Let us consider two lenses A anb B of focal length f₁ and f₂ placed in contact with each other.
Let the object be placed at a point O beyond the focus of the first lens A. The first lens produces an image at I₁ is real, it serves as a virtual object for the second lens B producing the final image at I.
We assume the optical centres of the lenses to be coincident, this centre point is P.
The image formed by the first lens A, We get
1/f₁ = 1/v₁ – 1/u ……………( 1)
For second lens B, We get
1/f₂ = 1/v – 1/u ……………….( 2 )
Adding equation ( 1 ) and ( 2 )
1/f₁ + 1/f₂ = 1/v₁ – 1/u + 1/v – 1/v₁ = 1/f
or 1/f = 1/f₁ + 1/f₂ = 1/v – 1/u
Where f is equivalent focal length of the lenses, v is image distance and u is object distance.
The derivation is valid for any number of thin lenses in contact.

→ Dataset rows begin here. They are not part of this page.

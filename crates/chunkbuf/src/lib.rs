//! # chunkbuf — Chunked Numeric Buffers for Rust
//!
//! Fixed-size 1D and 2D numeric buffers, partitioned into fixed-size chunks,
//! with elementwise arithmetic, reductions, intra-chunk shifting, uniform
//! random fills, and signal-processing window functions, all fanned out
//! across chunks under an execution policy fixed at construction.
//!
//! ## What is a chunked buffer?
//!
//! A [`DataBuffer`](prelude::DataBuffer) holds a fixed number of numeric
//! elements (1D run or row-major 2D grid) split into chunks of a fixed size,
//! with only the last chunk allowed to be short. Every bulk operation is
//! applied chunk by chunk: either sequentially in ascending chunk order, or
//! concurrently on a thread pool. Which of the two happens is decided once,
//! when the buffer is built, and never changes, so a pipeline of operations
//! on one buffer behaves uniformly from start to finish.
//!
//! ## Quick Start
//!
//! ### Typical Use
//!
//! ```rust
//! use chunkbuf::prelude::*;
//!
//! // Four-element chunks, explicitly sequential.
//! let ctx = ChunkContext::new(4, false, false);
//!
//! let mut a = DataBuffer::from_vec_with(vec![1.0_f32; 10], &ctx)?;
//! let b = DataBuffer::from_vec_with(vec![2.0_f32; 10], &ctx)?;
//!
//! // Chainable elementwise arithmetic: (a + b) * 0.5
//! a.add(&b)?.scale(0.5);
//!
//! assert_eq!(a.get(0)?, 1.5);
//! assert_eq!(a.chunk_count(), 3); // 10 elements in chunks of 4: [4, 4, 2]
//! assert_eq!(a.sum(), 15.0);
//! # Result::<(), BufferError>::Ok(())
//! ```
//!
//! ### Windowing
//!
//! Window functions weight every element by its buffer-wide index, crossing
//! chunk boundaries:
//!
//! ```rust
//! use chunkbuf::prelude::*;
//!
//! let mut signal = DataBuffer::from_vec(vec![1.0_f64; 5])?;
//! signal.window(Bartlett)?;
//!
//! assert_eq!(signal.get(0)?, 0.0); // edges taper to zero
//! assert_eq!(signal.get(2)?, 1.0); // center passes through
//! # Result::<(), BufferError>::Ok(())
//! ```
//!
//! ### Builder
//!
//! ```rust
//! use chunkbuf::prelude::*;
//!
//! let builder = DataBufferBuilder::new()
//!     .chunk_size(256)
//!     .auto_parallel(false)
//!     .parallel(true);
//!
//! let grid: DataBuffer<f64> = builder.build_two_dim(64, 64)?;
//!
//! assert!(grid.is_parallel());
//! assert_eq!(grid.chunk_count(), 16);
//! assert_eq!(grid.get_at(63, 63)?, 0.0);
//! # Result::<(), BufferError>::Ok(())
//! ```
//!
//! ## Execution Policy
//!
//! Each buffer resolves its policy once, at construction, from its
//! [`ChunkContext`](prelude::ChunkContext):
//!
//! - **Auto mode** (`auto_parallel = true`, the default): the buffer runs
//!   parallel iff it has at least
//!   [`PARALLEL_THRESHOLD`](prelude::PARALLEL_THRESHOLD) chunks. The
//!   explicit `parallel` flag is ignored.
//! - **Explicit mode** (`auto_parallel = false`): the `parallel` flag is
//!   honored verbatim.
//!
//! Sequential buffers process chunks in strict ascending index order, which
//! makes mid-operation failures (a zero divisor in buffer-vs-buffer
//! division) land deterministically. Parallel buffers trade that ordering
//! for throughput.
//!
//! ## Error Handling
//!
//! Fallible operations return `Result<_, BufferError>`. Two failure shapes
//! are worth knowing:
//!
//! - **Atomic**: similarity failures, scalar division by zero, and
//!   unsupported window/element pairings are detected before any mutation;
//!   the buffer is unchanged.
//! - **Fail-fast**: buffer-vs-buffer division checks each divisor at use
//!   and stops at the first zero, leaving elements before the failure
//!   already divided. Divide a [`copy`](prelude::DataBuffer::copy) when
//!   atomicity matters.
//!
//! ## Element Types
//!
//! Buffers are generic over [`Element`](prelude::Element), implemented for
//! `f32`, `f64`, and `i32`. Binary operations require both operands to have
//! the same element type; that is enforced at compile time. The shaped
//! windows (Bartlett, Hanning) produce fractional weights and reject `i32`
//! buffers at run time.
//!
//! ## Feature Flags
//!
//! - `dev`: exposes internal modules as `chunkbuf::internals` for
//!   white-box testing and benchmarks. Not for production use.

// Layer 1: Primitives - data structures and basic utilities.
mod primitives;

// Layer 2: Math - pure mathematical functions.
mod math;

// Layer 3: Engine - execution policy, fan-out, and validation.
mod engine;

// Layer 4: Buffer - the chunked data buffer and its operations.
mod buffer;

// High-level fluent API for chunked buffers.
mod api;

// Standard chunkbuf prelude.
pub mod prelude {
    pub use crate::api::{
        BufferError, BufferLayout, Chunk, ChunkContext, ChunkLayout, DataBuffer,
        DataBufferBuilder,
        Dimension::{self, OneDimensional, TwoDimensional},
        Element, ElementKind,
        ExecutionPolicy::{self, Parallel, Sequential},
        Shape::{self, OneDim, TwoDim},
        WindowContext,
        WindowFunction::{self, Bartlett, Hanning, Rectangular},
        DEFAULT_CHUNK_SIZE, PARALLEL_THRESHOLD,
    };
}

// Internal modules for development and testing.
//
// This module re-exports internal modules for development and testing purposes.
// It is only available with the `dev` feature enabled.
#[cfg(feature = "dev")]
pub mod internals {
    pub mod primitives {
        pub use crate::primitives::*;
    }
    pub mod math {
        pub use crate::math::*;
    }
    pub mod engine {
        pub use crate::engine::*;
    }
    pub mod buffer {
        pub use crate::buffer::*;
    }
    pub mod api {
        pub use crate::api::*;
    }
}
//! Chunk fan-out under a fixed execution policy.
//!
//! ## Purpose
//!
//! Every buffer operation that touches all chunks routes through these
//! helpers, so the policy resolved at construction is honored uniformly
//! rather than re-decided per call site.
//!
//! ## Design notes
//!
//! * **Sequential path**: plain iterators in strict ascending chunk order;
//!   the fail-fast divide contract and shift semantics depend on it.
//! * **Parallel path**: rayon `par_iter` over chunks. Chunks own disjoint
//!   index ranges, so concurrent mutation of distinct chunks is race-free
//!   by construction.
//! * **Reductions**: each chunk reduces internally (always sequential), then
//!   the per-chunk results combine under the same policy.
//! * **Barrier semantics**: a parallel fan-out blocks the caller until every
//!   chunk task completes; there is no cancellation.
//!
//! ## Invariants
//!
//! * The policy argument is the buffer's stored policy, never a fresh
//!   decision.
//! * Fallible fan-out surfaces the first error; in parallel mode "first" is
//!   whichever task loses the race, with no cross-chunk ordering guarantee.
//!
//! ## Non-goals
//!
//! * This module does not decide the policy (see `engine::policy`).
//! * This module does not validate shapes (see `engine::validator`).

// External dependencies
use rayon::prelude::*;

// Internal dependencies
use crate::engine::policy::ExecutionPolicy;
use crate::primitives::chunk::Chunk;
use crate::primitives::element::Element;
use crate::primitives::errors::BufferError;

// ============================================================================
// In-Place Fan-Out
// ============================================================================

/// Run an infallible `op` over every chunk, in place.
pub fn for_each<T, F>(policy: ExecutionPolicy, chunks: &mut [Chunk<T>], op: F)
where
    T: Element,
    F: Fn(&mut Chunk<T>) + Send + Sync,
{
    if policy.is_parallel() {
        chunks.par_iter_mut().for_each(|chunk| op(chunk));
    } else {
        chunks.iter_mut().for_each(op);
    }
}

/// Run a fallible `op` over every chunk, in place, surfacing the first error.
pub fn try_for_each<T, F>(
    policy: ExecutionPolicy,
    chunks: &mut [Chunk<T>],
    op: F,
) -> Result<(), BufferError>
where
    T: Element,
    F: Fn(&mut Chunk<T>) -> Result<(), BufferError> + Send + Sync,
{
    if policy.is_parallel() {
        chunks.par_iter_mut().try_for_each(|chunk| op(chunk))
    } else {
        chunks.iter_mut().try_for_each(op)
    }
}

/// Run a fallible `op` over every index-aligned `(chunk, other)` pair.
///
/// Callers guarantee equal chunk counts (similar buffers partition
/// identically); extra chunks on either side are not visited.
pub fn try_for_each_zip<T, F>(
    policy: ExecutionPolicy,
    chunks: &mut [Chunk<T>],
    others: &[Chunk<T>],
    op: F,
) -> Result<(), BufferError>
where
    T: Element,
    F: Fn(&mut Chunk<T>, &Chunk<T>) -> Result<(), BufferError> + Send + Sync,
{
    if policy.is_parallel() {
        chunks
            .par_iter_mut()
            .zip(others.par_iter())
            .try_for_each(|(chunk, other)| op(chunk, other))
    } else {
        chunks
            .iter_mut()
            .zip(others.iter())
            .try_for_each(|(chunk, other)| op(chunk, other))
    }
}

// ============================================================================
// Reductions
// ============================================================================

/// Reduce every chunk with an infallible `map`, combining the per-chunk
/// results with `combine`. Returns `None` for an empty chunk list.
pub fn reduce<T, R, M, C>(
    policy: ExecutionPolicy,
    chunks: &[Chunk<T>],
    map: M,
    combine: C,
) -> Option<R>
where
    T: Element,
    R: Send,
    M: Fn(&Chunk<T>) -> R + Send + Sync,
    C: Fn(R, R) -> R + Send + Sync,
{
    if policy.is_parallel() {
        chunks.par_iter().map(|chunk| map(chunk)).reduce_with(combine)
    } else {
        chunks.iter().map(map).reduce(combine)
    }
}

/// Reduce every chunk with a fallible `map`, combining the per-chunk
/// results with `combine`. Returns `Ok(None)` for an empty chunk list.
pub fn try_reduce<T, R, M, C>(
    policy: ExecutionPolicy,
    chunks: &[Chunk<T>],
    map: M,
    combine: C,
) -> Result<Option<R>, BufferError>
where
    T: Element,
    R: Send,
    M: Fn(&Chunk<T>) -> Result<R, BufferError> + Send + Sync,
    C: Fn(R, R) -> R + Send + Sync,
{
    if policy.is_parallel() {
        chunks
            .par_iter()
            .map(|chunk| map(chunk))
            .try_reduce_with(|a, b| Ok(combine(a, b)))
            .transpose()
    } else {
        let mut acc: Option<R> = None;
        for chunk in chunks {
            let value = map(chunk)?;
            acc = Some(match acc {
                Some(prev) => combine(prev, value),
                None => value,
            });
        }
        Ok(acc)
    }
}
//! Layer 3: Engine
//!
//! # Purpose
//!
//! This layer decides and carries out execution: the parallel-vs-sequential
//! policy, the fan-out helpers that apply work across chunks under that
//! policy, and the precondition checks operations run before mutating.
//!
//! # Architecture
//!
//! ```text
//! Layer 5: API
//!   ↓
//! Layer 4: Buffer
//!   ↓
//! Layer 3: Engine ← You are here
//!   ↓
//! Layer 2: Math
//!   ↓
//! Layer 1: Primitives
//! ```

/// Execution policy resolution.
pub mod policy;

/// Chunk fan-out under a fixed policy.
pub mod executor;

/// Validation utilities.
pub mod validator;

i.e. 1/f = 1/f₁ + 1/f₂ + 1/f₃ + ………
- In the terms of power the above equation is written as
P = P₁ + P₂ + P₃ + ………
Where P is power of lenses in contact.
- The total magnification m of the combination is product of magnifications of individual lenses.
- i.e. m = m₁ m₂ m₃ ……..
Numerical question.
- What is the focal length of convex lens of focal length 30 cm in contact with a concave lens of focal length 20 cm ? Is the system a coverging or diverging lens ? Ignore thickness of the lenses.
Solution.
f₁ = 30 cm, f₂ = -20 cm
f = ?
1/f = 1/f₁ + 1/f₂ = 1/30 – 1/20 = ( 2 – 3 )/60 = – 1/60
f = -60 cm
The lens is diverging.